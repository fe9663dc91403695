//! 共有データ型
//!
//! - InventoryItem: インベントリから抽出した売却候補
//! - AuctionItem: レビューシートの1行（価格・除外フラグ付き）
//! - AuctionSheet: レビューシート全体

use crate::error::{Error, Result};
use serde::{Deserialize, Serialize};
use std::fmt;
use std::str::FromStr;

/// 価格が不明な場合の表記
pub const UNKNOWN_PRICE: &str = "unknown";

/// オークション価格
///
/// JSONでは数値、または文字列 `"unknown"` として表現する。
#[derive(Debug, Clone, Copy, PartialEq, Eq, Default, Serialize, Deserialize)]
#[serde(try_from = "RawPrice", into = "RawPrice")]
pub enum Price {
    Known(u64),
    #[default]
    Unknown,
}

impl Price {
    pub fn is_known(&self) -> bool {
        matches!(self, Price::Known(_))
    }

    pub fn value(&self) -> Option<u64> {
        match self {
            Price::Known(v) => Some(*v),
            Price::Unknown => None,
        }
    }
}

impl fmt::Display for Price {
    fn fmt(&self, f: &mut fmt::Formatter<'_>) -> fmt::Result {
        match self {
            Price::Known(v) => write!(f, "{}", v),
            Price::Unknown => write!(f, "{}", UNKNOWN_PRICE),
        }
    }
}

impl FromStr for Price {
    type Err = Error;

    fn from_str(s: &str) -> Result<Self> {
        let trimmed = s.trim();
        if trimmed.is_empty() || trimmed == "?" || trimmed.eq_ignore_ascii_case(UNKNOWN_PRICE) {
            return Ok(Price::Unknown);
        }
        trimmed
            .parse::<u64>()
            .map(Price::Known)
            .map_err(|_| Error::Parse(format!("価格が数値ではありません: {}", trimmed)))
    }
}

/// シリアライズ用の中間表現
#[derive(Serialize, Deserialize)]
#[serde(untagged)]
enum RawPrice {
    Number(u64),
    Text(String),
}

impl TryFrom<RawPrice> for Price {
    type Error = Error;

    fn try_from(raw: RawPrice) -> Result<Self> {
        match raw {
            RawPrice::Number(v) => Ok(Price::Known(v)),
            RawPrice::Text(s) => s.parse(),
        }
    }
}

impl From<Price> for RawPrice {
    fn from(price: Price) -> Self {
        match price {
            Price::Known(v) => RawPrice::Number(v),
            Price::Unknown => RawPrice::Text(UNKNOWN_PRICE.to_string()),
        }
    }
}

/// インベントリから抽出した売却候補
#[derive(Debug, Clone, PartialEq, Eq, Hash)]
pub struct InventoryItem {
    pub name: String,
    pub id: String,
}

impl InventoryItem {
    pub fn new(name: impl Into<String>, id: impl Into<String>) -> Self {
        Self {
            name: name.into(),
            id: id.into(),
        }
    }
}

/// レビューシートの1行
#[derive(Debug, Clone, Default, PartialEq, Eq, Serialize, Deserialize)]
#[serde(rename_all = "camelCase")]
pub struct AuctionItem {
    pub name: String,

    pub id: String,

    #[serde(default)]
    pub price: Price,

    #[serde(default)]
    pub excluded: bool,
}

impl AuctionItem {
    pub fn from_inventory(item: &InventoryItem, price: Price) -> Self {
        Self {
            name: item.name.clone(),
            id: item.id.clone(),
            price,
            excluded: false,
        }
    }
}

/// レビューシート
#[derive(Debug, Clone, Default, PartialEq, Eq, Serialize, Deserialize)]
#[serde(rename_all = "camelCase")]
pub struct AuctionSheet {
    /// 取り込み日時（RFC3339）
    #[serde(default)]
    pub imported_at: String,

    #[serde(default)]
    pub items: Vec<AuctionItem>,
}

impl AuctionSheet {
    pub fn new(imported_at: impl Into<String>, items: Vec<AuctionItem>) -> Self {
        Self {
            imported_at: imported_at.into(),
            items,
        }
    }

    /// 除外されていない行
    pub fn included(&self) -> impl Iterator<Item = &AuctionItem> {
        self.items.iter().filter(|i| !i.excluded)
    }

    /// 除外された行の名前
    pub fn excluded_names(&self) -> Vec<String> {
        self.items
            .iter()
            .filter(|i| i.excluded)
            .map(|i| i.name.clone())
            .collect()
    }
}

**Problem description**
Review the entries above and return every line where "Serialize" appears.

**Solution to the problem**
use serde::{Deserialize, Serialize};
#[derive(Debug, Clone, Copy, PartialEq, Eq, Default, Serialize, Deserialize)]
#[derive(Serialize, Deserialize)]
#[derive(Debug, Clone, Default, PartialEq, Eq, Serialize, Deserialize)]
#[derive(Debug, Clone, Default, PartialEq, Eq, Serialize, Deserialize)]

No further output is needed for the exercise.